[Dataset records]

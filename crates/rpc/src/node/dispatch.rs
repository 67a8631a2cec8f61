//! Routing of inbound frames to the calls they belong to.
//!
//! Runs on the read loop, so nothing here waits: events are forwarded into
//! per-call channels and replies are queued without blocking.

use std::sync::Arc;

use tracing::{debug, warn};

use crate::call::{CallContext, CallDirection, CallShape, ServiceCallIdentifier};
use crate::fault::{FaultEnvelope, RpcError, TooManyCallsError, UnknownReferenceError};
use crate::node::core::{CallSlot, Control, NodeCore, Side};
use crate::protocol::{
    DownstreamEvent, FrameHeader, ResponsePayload, RpcFrame, RpcReference, StreamFrame,
    UpstreamEvent,
};
use crate::runner;
use crate::serialization::SerializedPayload;

impl NodeCore {
    pub(crate) fn dispatch_frame(self: &Arc<Self>, frame: RpcFrame) {
        let (direction, event) = frame.describe();
        debug!(
            "Received {direction} {event} frame for {}",
            frame.call_reference()
        );

        match frame {
            RpcFrame::Upstream(FrameHeader {
                call_reference,
                event,
            }) => self.on_upstream(call_reference, event),
            RpcFrame::Downstream(FrameHeader {
                call_reference,
                event,
            }) => self.on_downstream(call_reference, event),
        }
    }

    fn envelope(&self, error: &RpcError) -> FaultEnvelope {
        error.to_envelope(self.serializer.format())
    }

    fn on_upstream(self: &Arc<Self>, reference: RpcReference, event: UpstreamEvent) {
        let event = match event {
            UpstreamEvent::Open {
                service_call,
                shape,
                payload,
            } => {
                self.on_open(reference, service_call, shape, payload);
                return;
            }
            other => other,
        };

        let Some(slot) = self.slot(Side::Callee, reference) else {
            self.on_unknown(
                Side::Callee,
                reference,
                event.name(),
                matches!(event, UpstreamEvent::Error(_)),
            );
            return;
        };

        match event {
            UpstreamEvent::Open { .. } => {}
            UpstreamEvent::Data(frame) => {
                if !slot.shape.streams_upstream() {
                    self.callee_violation(
                        reference,
                        &slot,
                        format!("{} call received upstream data", slot.shape),
                    );
                } else if !slot.take_demand() {
                    self.callee_violation(reference, &slot, "stream event without Start".into());
                } else {
                    let _ = slot.data.send(frame);
                }
            }
            UpstreamEvent::StreamOperation(operation) => {
                if slot.shape.streams_downstream() {
                    let _ = slot.flow.send(operation);
                } else {
                    self.callee_violation(
                        reference,
                        &slot,
                        format!("{} call received a stream operation", slot.shape),
                    );
                }
            }
            UpstreamEvent::Warning { message } => {
                warn!("Caller warning on {reference}: {message}");
            }
            UpstreamEvent::Error(envelope) => {
                debug!(
                    "Caller failed call {reference}: {}",
                    envelope.debug_message
                );
                slot.cancel.cancel();
                self.retire(Side::Callee, reference);
            }
            UpstreamEvent::Cancel => {
                debug!("Caller cancelled call {reference}");
                slot.cancel.cancel();
                self.retire(Side::Callee, reference);
            }
        }
    }

    fn on_open(
        self: &Arc<Self>,
        reference: RpcReference,
        service_call: ServiceCallIdentifier,
        shape: CallShape,
        payload: SerializedPayload,
    ) {
        if self.contains(Side::Callee, reference) {
            warn!("Peer reopened call {reference}");
            let error = RpcError::protocol_violation(format!("call {reference} is already open"));
            self.send_detached(RpcFrame::downstream(
                reference,
                DownstreamEvent::Error(self.envelope(&error)),
            ));
            return;
        }

        let Some(dispatch) = self.dispatch() else {
            return;
        };

        let call = match dispatch.services.resolve(&service_call, shape) {
            Ok(call) => call.clone(),
            Err(error) => {
                debug!("Rejecting call {service_call} on {reference}: {error}");
                self.send_detached(RpcFrame::downstream(
                    reference,
                    DownstreamEvent::Error(self.envelope(&error)),
                ));
                return;
            }
        };

        let Ok(permit) = Arc::clone(&self.permits).try_acquire_owned() else {
            let limit = self.config.max_concurrent_calls.max(1);
            warn!("Refusing call {service_call} on {reference}: {limit} calls already running");
            let error = RpcError::new(TooManyCallsError { limit });
            self.send_detached(RpcFrame::downstream(
                reference,
                DownstreamEvent::Error(self.envelope(&error)),
            ));
            return;
        };

        let Some(channels) = self.register(Side::Callee, reference, shape) else {
            return;
        };

        let context = CallContext::new(
            service_call,
            shape,
            CallDirection::Incoming,
            self.serializer,
            call.errors().clone(),
            dispatch.errors.clone(),
        )
        .with_reference(reference);

        let core = Arc::clone(self);
        self.tasks.spawn(async move {
            runner::serve(core, call, context, payload, channels).await;
            drop(permit);
        });
    }

    fn on_downstream(self: &Arc<Self>, reference: RpcReference, event: DownstreamEvent) {
        let Some(slot) = self.slot(Side::Caller, reference) else {
            self.on_unknown(
                Side::Caller,
                reference,
                event.name(),
                matches!(event, DownstreamEvent::Error(_)),
            );
            return;
        };

        match event {
            DownstreamEvent::Opened => {
                if slot.shape.streams_downstream() {
                    let _ = slot.control.send(Control::Opened);
                } else {
                    self.caller_violation(
                        reference,
                        &slot,
                        format!("{} call received Opened", slot.shape),
                    );
                }
            }
            DownstreamEvent::Data(frame) => {
                if !slot.shape.streams_downstream() {
                    self.caller_violation(
                        reference,
                        &slot,
                        format!("{} call received downstream data", slot.shape),
                    );
                } else if !slot.take_demand() {
                    self.caller_violation(reference, &slot, "stream event without Start".into());
                } else {
                    let _ = slot.data.send(frame);
                }
            }
            DownstreamEvent::Response(response) => {
                if let ResponsePayload::Error(envelope) = &response {
                    Self::fail_stream(&slot, envelope);
                }
                let _ = slot.control.send(Control::Response(response));
            }
            DownstreamEvent::StreamOperation(operation) => {
                if slot.shape.streams_upstream() {
                    let _ = slot.flow.send(operation);
                } else {
                    self.caller_violation(
                        reference,
                        &slot,
                        format!("{} call received a stream operation", slot.shape),
                    );
                }
            }
            DownstreamEvent::Warning { message } => {
                warn!("Callee warning on {reference}: {message}");
            }
            DownstreamEvent::Error(envelope) => {
                Self::fail_stream(&slot, &envelope);
                let _ = slot.control.send(Control::Failed(envelope));
            }
        }
    }

    /// A streaming caller may already be reading elements; it learns about
    /// a failure through its data channel.
    fn fail_stream(slot: &CallSlot, envelope: &FaultEnvelope) {
        if slot.shape.streams_downstream() {
            let _ = slot.data.send(StreamFrame::Error(envelope.clone()));
        }
    }

    fn on_unknown(&self, side: Side, reference: RpcReference, event: &str, is_error: bool) {
        if self.is_retired(side, reference) {
            debug!("Dropping late {event} for finished call {reference}");
            return;
        }

        // Answering an error with an error would never end.
        if is_error {
            warn!("Ignoring {event} for unknown call {reference}");
            return;
        }

        warn!("Received {event} for unknown call {reference}");
        let envelope = self.envelope(&RpcError::new(UnknownReferenceError { reference }));
        let reply = match side {
            Side::Callee => RpcFrame::downstream(reference, DownstreamEvent::Error(envelope)),
            Side::Caller => RpcFrame::upstream(reference, UpstreamEvent::Error(envelope)),
        };
        self.send_detached(reply);
    }

    fn callee_violation(&self, reference: RpcReference, slot: &CallSlot, message: String) {
        warn!("Protocol violation on incoming call {reference}: {message}");
        let envelope = self.envelope(&RpcError::protocol_violation(message));
        slot.cancel.cancel();
        self.retire(Side::Callee, reference);
        self.send_detached(RpcFrame::downstream(
            reference,
            DownstreamEvent::Error(envelope),
        ));
    }

    fn caller_violation(&self, reference: RpcReference, slot: &CallSlot, message: String) {
        warn!("Protocol violation on outgoing call {reference}: {message}");
        let envelope = self.envelope(&RpcError::protocol_violation(message));
        self.send_detached(RpcFrame::upstream(
            reference,
            UpstreamEvent::Error(envelope.clone()),
        ));
        Self::fail_stream(slot, &envelope);
        let _ = slot.control.send(Control::Failed(envelope));
    }
}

- AIM OF THE EXERCISE:
Search the entries for the word "TooManyCallsError" and show every line that has it.

- YOUR SOLUTION:
use crate::fault::{FaultEnvelope, RpcError, TooManyCallsError, UnknownReferenceError};
            let error = RpcError::new(TooManyCallsError { limit });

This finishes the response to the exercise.